Epistasis between APOE and nicotinic receptor gene CHRNA4 in age related cognitive function and decline.

Healthy participants (n = 237) aged 45-79 were tested neuropsychologically with tests of memory, speed, and cognitive control and followed up for 3-5 years (mean, 3.4 years). The sample was genotyped for apolipoprotein E (APOE) and CHolinergic Receptor for Nicotine Alpha 4 (CHRNA4), and genetic effects on cognitive function at initial testing and on cognitive decline was studied. We predicted relatively stronger effects of APOE on memory, and of CHRNA4 on speeded tasks. The predictions were partially confirmed, but we found interactive effects of APOE and CHRNA4 in several cognitive domains.

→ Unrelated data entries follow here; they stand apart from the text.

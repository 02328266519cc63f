//! FAQ and static page flows.

use sea_orm::DatabaseConnection;

use crate::server::{
    data::{faq::FaqRepository, static_page::StaticPageRepository},
    error::AppError,
    model::{
        api::AckDto,
        content::{CreateFaqDto, FaqDto, StaticPageDto, UpdateFaqDto, UpsertStaticPageDto},
    },
};

pub struct ContentService<'a> {
    db: &'a DatabaseConnection,
}

impl<'a> ContentService<'a> {
    pub fn new(db: &'a DatabaseConnection) -> Self {
        Self { db }
    }

    pub async fn create_faq(&self, dto: CreateFaqDto) -> Result<FaqDto, AppError> {
        let faq = FaqRepository::new(self.db).create(dto).await?;
        Ok(FaqDto::from_entity(faq))
    }

    pub async fn update_faq(&self, id: &str, dto: UpdateFaqDto) -> Result<FaqDto, AppError> {
        let updated = FaqRepository::new(self.db)
            .update(id, dto)
            .await?
            .ok_or_else(|| AppError::NotFound("FAQ entry not found".to_string()))?;

        Ok(FaqDto::from_entity(updated))
    }

    pub async fn delete_faq(&self, id: &str) -> Result<AckDto, AppError> {
        if !FaqRepository::new(self.db).delete(id).await? {
            return Err(AppError::NotFound("FAQ entry not found".to_string()));
        }

        Ok(AckDto::new("FAQ entry deleted"))
    }

    /// Gets every FAQ entry, oldest first.
    pub async fn get_faqs(&self) -> Result<Vec<FaqDto>, AppError> {
        let faqs = FaqRepository::new(self.db).get_all().await?;
        Ok(faqs.into_iter().map(FaqDto::from_entity).collect())
    }

    /// Gets one static page by kind.
    ///
    /// # Arguments
    /// - `kind` - Which page to read
    ///
    /// # Returns
    /// - `Ok(StaticPageDto)` - The page content
    /// - `Err(AppError)` - The page has never been published
    pub async fn get_page(
        &self,
        kind: entity::static_page::StaticPageKind,
    ) -> Result<StaticPageDto, AppError> {
        let page = StaticPageRepository::new(self.db)
            .find_by_kind(kind)
            .await?
            .ok_or_else(|| {
                AppError::NotFound("This page has not been published yet".to_string())
            })?;

        Ok(StaticPageDto::from_entity(page))
    }

    /// Replaces a static page's content, creating it on first write.
    ///
    /// # Arguments
    /// - `kind` - Which page to write
    /// - `dto` - The full replacement content
    ///
    /// # Returns
    /// - `Ok(StaticPageDto)` - The stored page
    /// - `Err(AppError)` - Database error
    pub async fn upsert_page(
        &self,
        kind: entity::static_page::StaticPageKind,
        dto: UpsertStaticPageDto,
    ) -> Result<StaticPageDto, AppError> {
        let page = StaticPageRepository::new(self.db)
            .upsert(kind, dto.content)
            .await?;

        Ok(StaticPageDto::from_entity(page))
    }
}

Being an APOE epsilon4/CHRNA4 TT carrier was associated with slower and less efficient performance, and with steeper decline in speed tasks and in delayed recall. Age dependent genetic effects were found for both APOE and CHRNA4, where old participants (60-79 years) showed a negative influence of TT carrier status on initial memory performance, but a tendency for steeper memory decline in epsilon4 carriers. Inconsistent and small effects of APOE reported in previous studies of healthy groups may be caused by failure to consider epistasis of APOE with nicotinic receptor and other genes.